Ao verificar a antítese escuridão/claridade, não pude deixar de me reportar
ao brilhante texto de 1910, ―A Significação Antitética das Palavras
Primitivas‖, onde Freud vai relatar que os sonhos apresentam a bifididade
do inconsciente, isto é, os opostos se unem em uma e mesma coisa,
mostrando deste modo não haver contradição, lembrando sempre que ao
lado dos sons agudos da cantora lírica, dos estranhamentos de sons
retirados do violoncelo e piano, a performance termina ao som da batucada
de Aquarela do Brasil, com uma ―passista‖ francesa ensaiando passos de
samba. Também a palavra pode significar o contrário do apresentado (ex.
―não, não é minha mãe‖)... Diz Freud, ―os intérpretes dos sonhos da
antiguidade parecem ter feito uso mais extenso da noção de que uma coisa
num sonho pode significar seu oposto‖ (pág.141). O modo pelo qual os
sonhos tratam a categoria de contrários e contradições é bastante singular:
―Eles simplesmente o ignoram‖. O Não parece não existir no que se refere
aos sonhos. Eles mostram uma preferência particular para combinar os
contrários numa unidade como uma e mesma coisa.

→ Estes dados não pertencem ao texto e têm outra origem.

//! Core data structures for the dependency graph

use crate::symbols::{SymbolId, SymbolTable};
use serde::{Deserialize, Serialize};
use std::collections::BTreeSet;
use std::fmt;

/// Stable record id inside one pool. Never reused after deletion.
#[derive(Debug, Clone, Copy, PartialEq, Eq, Hash, PartialOrd, Ord, Serialize, Deserialize)]
pub struct RecordId(pub u32);

impl fmt::Display for RecordId {
    fn fmt(&self, f: &mut fmt::Formatter<'_>) -> fmt::Result {
        write!(f, "@{}", self.0)
    }
}

/// Class-file access flag bitmask.
#[derive(Debug, Clone, Copy, PartialEq, Eq, Hash, Default, Serialize, Deserialize)]
pub struct AccessFlags(pub u16);

impl AccessFlags {
    pub const PUBLIC: u16 = 0x0001;
    pub const PRIVATE: u16 = 0x0002;
    pub const PROTECTED: u16 = 0x0004;
    pub const STATIC: u16 = 0x0008;
    pub const FINAL: u16 = 0x0010;
    pub const SYNCHRONIZED: u16 = 0x0020;
    pub const BRIDGE: u16 = 0x0040;
    pub const VARARGS: u16 = 0x0080;
    pub const NATIVE: u16 = 0x0100;
    pub const INTERFACE: u16 = 0x0200;
    pub const ABSTRACT: u16 = 0x0400;
    pub const STRICT: u16 = 0x0800;
    pub const SYNTHETIC: u16 = 0x1000;
    pub const ANNOTATION: u16 = 0x2000;
    pub const ENUM: u16 = 0x4000;

    pub fn has(self, bit: u16) -> bool {
        self.0 & bit != 0
    }

    pub fn is_public(self) -> bool {
        self.has(Self::PUBLIC)
    }

    pub fn is_private(self) -> bool {
        self.has(Self::PRIVATE)
    }

    pub fn is_protected(self) -> bool {
        self.has(Self::PROTECTED)
    }

    pub fn is_static(self) -> bool {
        self.has(Self::STATIC)
    }

    pub fn is_final(self) -> bool {
        self.has(Self::FINAL)
    }

    pub fn is_abstract(self) -> bool {
        self.has(Self::ABSTRACT)
    }

    pub fn is_interface(self) -> bool {
        self.has(Self::INTERFACE)
    }

    pub fn is_annotation(self) -> bool {
        self.has(Self::ANNOTATION)
    }

    pub fn is_bridge(self) -> bool {
        self.has(Self::BRIDGE)
    }

    /// 3 = public, 2 = protected, 1 = package, 0 = private.
    pub fn access_level(self) -> u8 {
        if self.is_public() {
            3
        } else if self.is_protected() {
            2
        } else if self.is_private() {
            0
        } else {
            1
        }
    }

    /// True when `self` grants strictly wider access than `other`.
    pub fn is_more_accessible_than(self, other: AccessFlags) -> bool {
        self.access_level() > other.access_level()
    }
}

/// A compile-time constant, annotation member value or annotation default.
#[derive(Debug, Clone, Serialize, Deserialize)]
pub enum ConstantValue {
    Int(i32),
    Long(i64),
    Float(f32),
    Double(f64),
    String(String),
    /// Class literal, as a field descriptor.
    Class(String),
    Enum { type_descriptor: String, name: String },
    Annotation(Annotation),
    Array(Vec<ConstantValue>),
}

// Floats compare by bit pattern so an unchanged NaN constant is not a change.
impl PartialEq for ConstantValue {
    fn eq(&self, other: &Self) -> bool {
        match (self, other) {
            (Self::Int(a), Self::Int(b)) => a == b,
            (Self::Long(a), Self::Long(b)) => a == b,
            (Self::Float(a), Self::Float(b)) => a.to_bits() == b.to_bits(),
            (Self::Double(a), Self::Double(b)) => a.to_bits() == b.to_bits(),
            (Self::String(a), Self::String(b)) => a == b,
            (Self::Class(a), Self::Class(b)) => a == b,
            (
                Self::Enum {
                    type_descriptor: t1,
                    name: n1,
                },
                Self::Enum {
                    type_descriptor: t2,
                    name: n2,
                },
            ) => t1 == t2 && n1 == n2,
            (Self::Annotation(a), Self::Annotation(b)) => a == b,
            (Self::Array(a), Self::Array(b)) => a == b,
            _ => false,
        }
    }
}

impl Eq for ConstantValue {}

/// One `name = value` pair of an annotation instance.
#[derive(Debug, Clone, PartialEq, Eq, Serialize, Deserialize)]
pub struct AnnotationMember {
    pub name: String,
    pub value: ConstantValue,
}

/// An annotation instance attached to a class, member or parameter.
#[derive(Debug, Clone, PartialEq, Eq, Serialize, Deserialize)]
#[serde(rename_all = "camelCase")]
pub struct Annotation {
    /// Dotted qualified name of the annotation type.
    pub type_name: String,
    #[serde(default)]
    pub members: Vec<AnnotationMember>,
}

impl Annotation {
    pub fn member(&self, name: &str) -> Option<&ConstantValue> {
        self.members.iter().find(|m| m.name == name).map(|m| &m.value)
    }
}

/// Field or method, used to tag member references.
#[derive(Debug, Clone, Copy, PartialEq, Eq, Hash, PartialOrd, Ord, Serialize, Deserialize)]
#[serde(rename_all = "lowercase")]
pub enum MemberKind {
    Field,
    Method,
}

/// Per-kind payload of a [`MemberInfo`].
#[derive(Debug, Clone, PartialEq, Eq, Serialize, Deserialize)]
pub enum MemberPayload {
    Field {
        constant: Option<ConstantValue>,
    },
    Method {
        throws: Vec<SymbolId>,
        is_constructor: bool,
        parameter_annotations: Vec<Vec<Annotation>>,
        annotation_default: Option<ConstantValue>,
    },
}

/// Value snapshot of one field or method declaration.
#[derive(Debug, Clone, PartialEq, Eq, Serialize, Deserialize)]
pub struct MemberInfo {
    pub name: SymbolId,
    pub descriptor: SymbolId,
    pub generic_signature: Option<SymbolId>,
    pub flags: AccessFlags,
    pub visible_annotations: Vec<Annotation>,
    pub invisible_annotations: Vec<Annotation>,
    pub payload: MemberPayload,
}

/// Identity of a member inside its class: name plus full descriptor.
#[derive(Debug, Clone, Copy, PartialEq, Eq, Hash, PartialOrd, Ord)]
pub struct MemberKey {
    pub name: SymbolId,
    pub descriptor: SymbolId,
}

impl MemberInfo {
    pub fn key(&self) -> MemberKey {
        MemberKey {
            name: self.name,
            descriptor: self.descriptor,
        }
    }

    pub fn kind(&self) -> MemberKind {
        match self.payload {
            MemberPayload::Field { .. } => MemberKind::Field,
            MemberPayload::Method { .. } => MemberKind::Method,
        }
    }

    pub fn is_field(&self) -> bool {
        self.kind() == MemberKind::Field
    }

    pub fn is_method(&self) -> bool {
        self.kind() == MemberKind::Method
    }

    pub fn is_constructor(&self) -> bool {
        matches!(
            self.payload,
            MemberPayload::Method {
                is_constructor: true,
                ..
            }
        )
    }

    pub fn constant(&self) -> Option<&ConstantValue> {
        match &self.payload {
            MemberPayload::Field { constant } => constant.as_ref(),
            MemberPayload::Method { .. } => None,
        }
    }

    pub fn throws(&self) -> &[SymbolId] {
        match &self.payload {
            MemberPayload::Method { throws, .. } => throws,
            MemberPayload::Field { .. } => &[],
        }
    }

    pub fn annotation_default(&self) -> Option<&ConstantValue> {
        match &self.payload {
            MemberPayload::Method {
                annotation_default, ..
            } => annotation_default.as_ref(),
            MemberPayload::Field { .. } => None,
        }
    }

    pub fn parameter_annotations(&self) -> &[Vec<Annotation>] {
        match &self.payload {
            MemberPayload::Method {
                parameter_annotations,
                ..
            } => parameter_annotations,
            MemberPayload::Field { .. } => &[],
        }
    }

    /// Every annotation on the member and, for methods, on its parameters.
    pub fn all_annotations(&self) -> impl Iterator<Item = &Annotation> {
        self.visible_annotations
            .iter()
            .chain(self.invisible_annotations.iter())
            .chain(self.parameter_annotations().iter().flatten())
    }

    pub fn from_raw_field(raw: &RawField, symbols: &SymbolTable) -> Self {
        MemberInfo {
            name: symbols.intern(&raw.name),
            descriptor: symbols.intern(&raw.descriptor),
            generic_signature: raw.generic_signature.as_deref().map(|s| symbols.intern(s)),
            flags: AccessFlags(raw.access_flags),
            visible_annotations: raw.visible_annotations.clone(),
            invisible_annotations: raw.invisible_annotations.clone(),
            payload: MemberPayload::Field {
                constant: raw.constant_value.clone(),
            },
        }
    }

    pub fn from_raw_method(raw: &RawMethod, symbols: &SymbolTable) -> Self {
        MemberInfo {
            name: symbols.intern(&raw.name),
            descriptor: symbols.intern(&raw.descriptor),
            generic_signature: raw.generic_signature.as_deref().map(|s| symbols.intern(s)),
            flags: AccessFlags(raw.access_flags),
            visible_annotations: raw.visible_annotations.clone(),
            invisible_annotations: raw.invisible_annotations.clone(),
            payload: MemberPayload::Method {
                throws: raw.exceptions.iter().map(|e| symbols.intern(e)).collect(),
                is_constructor: raw.name == CONSTRUCTOR_NAME,
                parameter_annotations: raw.parameter_annotations.clone(),
                annotation_default: raw.annotation_default.clone(),
            },
        }
    }
}

pub const CONSTRUCTOR_NAME: &str = "<init>";

/// Member part of a [`ReferenceInfo`].
#[derive(Debug, Clone, Copy, PartialEq, Eq, Hash, PartialOrd, Ord, Serialize, Deserialize)]
pub struct MemberRef {
    pub kind: MemberKind,
    pub name: SymbolId,
    pub descriptor: SymbolId,
}

/// One call or field-access site: the referenced class and optionally the member.
#[derive(Debug, Clone, Copy, PartialEq, Eq, Hash, PartialOrd, Ord, Serialize, Deserialize)]
pub struct ReferenceInfo {
    pub class: SymbolId,
    pub member: Option<MemberRef>,
}

/// Persisted per-class record, keyed by qualified name.
#[derive(Debug, Clone, PartialEq, Eq, Serialize, Deserialize)]
pub struct ClassRecord {
    pub qualified_name: SymbolId,
    pub generic_signature: Option<SymbolId>,
    pub source_path: Option<String>,
    pub source_file_name: Option<String>,
    /// `None` only for the hierarchy root.
    pub superclass: Option<SymbolId>,
    pub super_interfaces: Vec<SymbolId>,
    pub flags: AccessFlags,
    pub visible_annotations: Vec<Annotation>,
    pub invisible_annotations: Vec<Annotation>,
    pub referenced_classes: BTreeSet<SymbolId>,
    pub references: BTreeSet<ReferenceInfo>,
    pub subclasses: BTreeSet<SymbolId>,
    pub is_remote: bool,
}

impl ClassRecord {
    pub fn all_annotations(&self) -> impl Iterator<Item = &Annotation> {
        self.visible_annotations
            .iter()
            .chain(self.invisible_annotations.iter())
    }
}

/// A declaration-pool slot pointing at one member record.
#[derive(Debug, Clone, Copy, PartialEq, Eq, Serialize, Deserialize)]
pub struct MemberSlot {
    pub id: RecordId,
    pub name: SymbolId,
    pub descriptor: SymbolId,
}

impl MemberSlot {
    pub fn key(&self) -> MemberKey {
        MemberKey {
            name: self.name,
            descriptor: self.descriptor,
        }
    }
}

/// Persisted member list of one class. Exists even for classes never imported.
#[derive(Debug, Clone, PartialEq, Eq, Serialize, Deserialize)]
pub struct DeclarationRecord {
    pub qualified_name: SymbolId,
    pub fields: Vec<MemberSlot>,
    pub methods: Vec<MemberSlot>,
}

impl DeclarationRecord {
    pub fn new(qualified_name: SymbolId) -> Self {
        DeclarationRecord {
            qualified_name,
            fields: Vec::new(),
            methods: Vec::new(),
        }
    }
}

// ── Bytecode reader output ──────────────────────────────────

/// A parsed class as delivered by the bytecode reader.
#[derive(Debug, Clone, PartialEq, Serialize, Deserialize)]
#[serde(rename_all = "camelCase")]
pub struct RawClass {
    pub qualified_name: String,
    #[serde(default)]
    pub generic_signature: Option<String>,
    #[serde(default)]
    pub superclass: Option<String>,
    #[serde(default)]
    pub super_interfaces: Vec<String>,
    #[serde(default)]
    pub source_file_name: Option<String>,
    #[serde(default)]
    pub source_path: Option<String>,
    #[serde(default)]
    pub access_flags: u16,
    #[serde(default)]
    pub visible_annotations: Vec<Annotation>,
    #[serde(default)]
    pub invisible_annotations: Vec<Annotation>,
    #[serde(default)]
    pub fields: Vec<RawField>,
    #[serde(default)]
    pub methods: Vec<RawMethod>,
    #[serde(default)]
    pub references: Vec<RawReference>,
}

#[derive(Debug, Clone, PartialEq, Serialize, Deserialize)]
#[serde(rename_all = "camelCase")]
pub struct RawField {
    pub name: String,
    pub descriptor: String,
    #[serde(default)]
    pub generic_signature: Option<String>,
    #[serde(default)]
    pub access_flags: u16,
    #[serde(default)]
    pub constant_value: Option<ConstantValue>,
    #[serde(default)]
    pub visible_annotations: Vec<Annotation>,
    #[serde(default)]
    pub invisible_annotations: Vec<Annotation>,
}

#[derive(Debug, Clone, PartialEq, Serialize, Deserialize)]
#[serde(rename_all = "camelCase")]
pub struct RawMethod {
    pub name: String,
    pub descriptor: String,
    #[serde(default)]
    pub generic_signature: Option<String>,
    #[serde(default)]
    pub access_flags: u16,
    #[serde(default)]
    pub exceptions: Vec<String>,
    #[serde(default)]
    pub visible_annotations: Vec<Annotation>,
    #[serde(default)]
    pub invisible_annotations: Vec<Annotation>,
    #[serde(default)]
    pub parameter_annotations: Vec<Vec<Annotation>>,
    #[serde(default)]
    pub annotation_default: Option<ConstantValue>,
}

#[derive(Debug, Clone, PartialEq, Eq, Serialize, Deserialize)]
#[serde(rename_all = "camelCase")]
pub struct RawReference {
    pub class_name: String,
    #[serde(default)]
    pub member: Option<RawMemberRef>,
}

#[derive(Debug, Clone, PartialEq, Eq, Serialize, Deserialize)]
pub struct RawMemberRef {
    pub kind: MemberKind,
    pub name: String,
    pub descriptor: String,
}

impl RawReference {
    pub fn intern(&self, symbols: &SymbolTable) -> ReferenceInfo {
        ReferenceInfo {
            class: symbols.intern(&self.class_name),
            member: self.member.as_ref().map(|m| MemberRef {
                kind: m.kind,
                name: symbols.intern(&m.name),
                descriptor: symbols.intern(&m.descriptor),
            }),
        }
    }
}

Quando Tunga opta por apresentar seu Nosferatu à luz do dia, inclusive se
refere em seu discurso pré-performance, diante de uma imensa multidão, o
interesse que a luz sempre lhe despertou: na performance ―Tesouro
Nosferatu‖, diz o artista: ―quebrando um relógio, tentei descobrir o tempo;
aí me perguntaram: por que não fazer vidros? O que é o vidro? O vidro
talvez retenha um pouco de luz... Quebrando o vidro talvez consiga
compreender melhor a luz... a luz já foi quebrada inúmeras vezes na
física... Newton quebrou a luz no prisma de vidro... eu queria quebrar a luz
de outro jeito, tentar construir um outro espectro... espectro foto fóbico...
nunca gostei de luz... sou foto fóbico... a luz me faz mal... talvez
quebrando o vidro, me vingasse da luz‖.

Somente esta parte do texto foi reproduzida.